SOURCE RECORDS below:

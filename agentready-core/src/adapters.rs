//! Default process- and filesystem-backed port implementations.

use crate::ports::{ReviewPort, VcsPort, WritePort};
use anyhow::{Context, bail};
use camino::Utf8Path;
use fs_err as fs;
use std::io::ErrorKind;
use std::process::{Command, Output};
use tracing::{debug, warn};

fn git(repo_root: &Utf8Path, args: &[&str]) -> anyhow::Result<Output> {
    debug!(repo_root = %repo_root, args = ?args, "git");
    let output = Command::new("git")
        .args(args)
        .current_dir(repo_root)
        .output()
        .context("spawn git")?;
    if !output.status.success() {
        bail!(
            "git {} exited with {}: {}",
            args.join(" "),
            output.status,
            String::from_utf8_lossy(&output.stderr).trim()
        );
    }
    Ok(output)
}

/// Branch, commit and push through the `git` binary.
#[derive(Debug, Clone, Default)]
pub struct ShellGitPort;

impl VcsPort for ShellGitPort {
    fn create_branch(&self, repo_root: &Utf8Path, name: &str) -> anyhow::Result<()> {
        git(repo_root, &["checkout", "-b", name])?;
        Ok(())
    }

    fn commit_all(&self, repo_root: &Utf8Path, message: &str, paths: &[String]) -> anyhow::Result<String> {
        if paths.is_empty() {
            bail!("nothing to commit");
        }
        let mut add = vec!["add", "--all", "--"];
        add.extend(paths.iter().map(String::as_str));
        git(repo_root, &add)?;
        git(repo_root, &["commit", "--no-verify", "-m", message])?;
        let head = git(repo_root, &["rev-parse", "HEAD"])?;
        Ok(String::from_utf8_lossy(&head.stdout).trim().to_string())
    }

    fn push(&self, repo_root: &Utf8Path, branch: &str) -> anyhow::Result<()> {
        git(repo_root, &["push", "-u", "origin", branch])?;
        Ok(())
    }
}

/// Opens a pull request with the GitHub CLI (`gh pr create`).
///
/// A missing `gh` binary is not an error: the branch and commit stay in
/// place and no URL is reported.
#[derive(Debug, Clone, Default)]
pub struct ShellReviewPort;

impl ReviewPort for ShellReviewPort {
    fn open_review(
        &self,
        repo_root: &Utf8Path,
        branch: &str,
        title: &str,
        body: &str,
    ) -> anyhow::Result<Option<String>> {
        let output = match Command::new("gh")
            .args(["pr", "create", "--head", branch, "--title", title, "--body", body])
            .current_dir(repo_root)
            .output()
        {
            Ok(output) => output,
            Err(e) if e.kind() == ErrorKind::NotFound => {
                warn!(branch, "gh not installed, review request not opened");
                return Ok(None);
            }
            Err(e) => return Err(e).context("spawn gh"),
        };
        if !output.status.success() {
            bail!(
                "gh pr create exited with {}: {}",
                output.status,
                String::from_utf8_lossy(&output.stderr).trim()
            );
        }
        let stdout = String::from_utf8_lossy(&output.stdout);
        Ok(stdout
            .lines()
            .map(str::trim)
            .rfind(|l| l.starts_with("http"))
            .map(str::to_string))
    }
}

#[derive(Debug, Clone, Default)]
pub struct FsWritePort;

impl WritePort for FsWritePort {
    fn write_file(&self, path: &Utf8Path, contents: &[u8]) -> anyhow::Result<()> {
        if let Some(parent) = path.parent() {
            fs::create_dir_all(parent).with_context(|| format!("create parent dir for {path}"))?;
        }
        fs::write(path, contents).with_context(|| format!("write {path}"))
    }

    fn create_dir_all(&self, path: &Utf8Path) -> anyhow::Result<()> {
        fs::create_dir_all(path).with_context(|| format!("create_dir_all {path}"))
    }
}

#[cfg(test)]
mod tests {
    use super::*;
    use camino::Utf8PathBuf;
    use std::process::Command;
    use tempfile::TempDir;

    fn root(temp: &TempDir) -> Utf8PathBuf {
        Utf8PathBuf::from_path_buf(temp.path().to_path_buf()).expect("utf8")
    }

    fn run_git(root: &Utf8Path, args: &[&str]) {
        let status = Command::new("git")
            .args(args)
            .current_dir(root)
            .status()
            .expect("run git");
        assert!(status.success(), "git {args:?} failed");
    }

    #[test]
    fn fs_write_port_writes_and_creates_dirs() {
        let temp = TempDir::new().expect("temp dir");
        let root = root(&temp);
        let target = root.join("nested").join("assessment.json");

        FsWritePort.write_file(&target, b"{}").expect("write");
        assert_eq!(fs::read_to_string(&target).expect("read"), "{}");

        FsWritePort.create_dir_all(&root.join("extra")).expect("mkdir");
        assert!(root.join("extra").is_dir());
    }

    #[test]
    fn shell_git_port_fails_outside_a_repository() {
        let temp = TempDir::new().expect("temp dir");
        assert!(ShellGitPort.create_branch(&root(&temp), "agentready/x").is_err());
    }

    #[test]
    fn shell_git_port_branches_and_commits() {
        let temp = TempDir::new().expect("temp dir");
        let root = root(&temp);
        fs::write(root.join("README.md"), "# demo\n").expect("write");
        run_git(&root, &["init", "-q"]);
        run_git(&root, &["config", "user.email", "test@example.com"]);
        run_git(&root, &["config", "user.name", "Test User"]);
        run_git(&root, &["add", "."]);
        run_git(&root, &["commit", "-q", "-m", "init"]);

        ShellGitPort
            .create_branch(&root, "agentready/align-test")
            .expect("branch");
        fs::write(root.join("CLAUDE.md"), "# demo\n").expect("write");
        let sha = ShellGitPort
            .commit_all(&root, "chore: add CLAUDE.md", &["CLAUDE.md".to_string()])
            .expect("commit");
        assert_eq!(sha.len(), 40);

        let head = Command::new("git")
            .args(["rev-parse", "--abbrev-ref", "HEAD"])
            .current_dir(&root)
            .output()
            .expect("git");
        assert_eq!(String::from_utf8_lossy(&head.stdout).trim(), "agentready/align-test");
    }

    #[test]
    fn shell_git_port_pushes_the_branch_to_origin() {
        let remote_temp = TempDir::new().expect("temp dir");
        let remote = root(&remote_temp);
        run_git(&remote, &["init", "-q", "--bare"]);

        let temp = TempDir::new().expect("temp dir");
        let root = root(&temp);
        fs::write(root.join("README.md"), "# demo\n").expect("write");
        run_git(&root, &["init", "-q"]);
        run_git(&root, &["config", "user.email", "test@example.com"]);
        run_git(&root, &["config", "user.name", "Test User"]);
        run_git(&root, &["add", "."]);
        run_git(&root, &["commit", "-q", "-m", "init"]);
        run_git(&root, &["remote", "add", "origin", remote.as_str()]);

        ShellGitPort
            .create_branch(&root, "agentready/align-push")
            .expect("branch");
        fs::write(root.join("CLAUDE.md"), "# demo\n").expect("write");
        let sha = ShellGitPort
            .commit_all(&root, "chore: add CLAUDE.md", &["CLAUDE.md".to_string()])
            .expect("commit");
        ShellGitPort.push(&root, "agentready/align-push").expect("push");

        let pushed = Command::new("git")
            .args(["rev-parse", "refs/heads/agentready/align-push"])
            .current_dir(&remote)
            .output()
            .expect("git");
        assert!(pushed.status.success());
        assert_eq!(String::from_utf8_lossy(&pushed.stdout).trim(), sha);
    }

    #[test]
    fn shell_git_port_push_without_a_remote_fails() {
        let temp = TempDir::new().expect("temp dir");
        let root = root(&temp);
        run_git(&root, &["init", "-q"]);
        assert!(ShellGitPort.push(&root, "agentready/align-x").is_err());
    }
}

End of SOURCE RECORDS.

> **REQUIRED WORK**
Return, line for line and unchanged, the data from its first line through the line containing "impl VcsPort for".

> **OUTPUT OF THE EXERCISE**
filename agentready-core/src/adapters.rs
//! Default process- and filesystem-backed port implementations.

use crate::ports::{ReviewPort, VcsPort, WritePort};
use anyhow::{Context, bail};
use camino::Utf8Path;
use fs_err as fs;
use std::io::ErrorKind;
use std::process::{Command, Output};
use tracing::{debug, warn};

fn git(repo_root: &Utf8Path, args: &[&str]) -> anyhow::Result<Output> {
    debug!(repo_root = %repo_root, args = ?args, "git");
    let output = Command::new("git")
        .args(args)
        .current_dir(repo_root)
        .output()
        .context("spawn git")?;
    if !output.status.success() {
        bail!(
            "git {} exited with {}: {}",
            args.join(" "),
            output.status,
            String::from_utf8_lossy(&output.stderr).trim()
        );
    }
    Ok(output)
}

/// Branch, commit and push through the `git` binary.
#[derive(Debug, Clone, Default)]
pub struct ShellGitPort;

impl VcsPort for ShellGitPort {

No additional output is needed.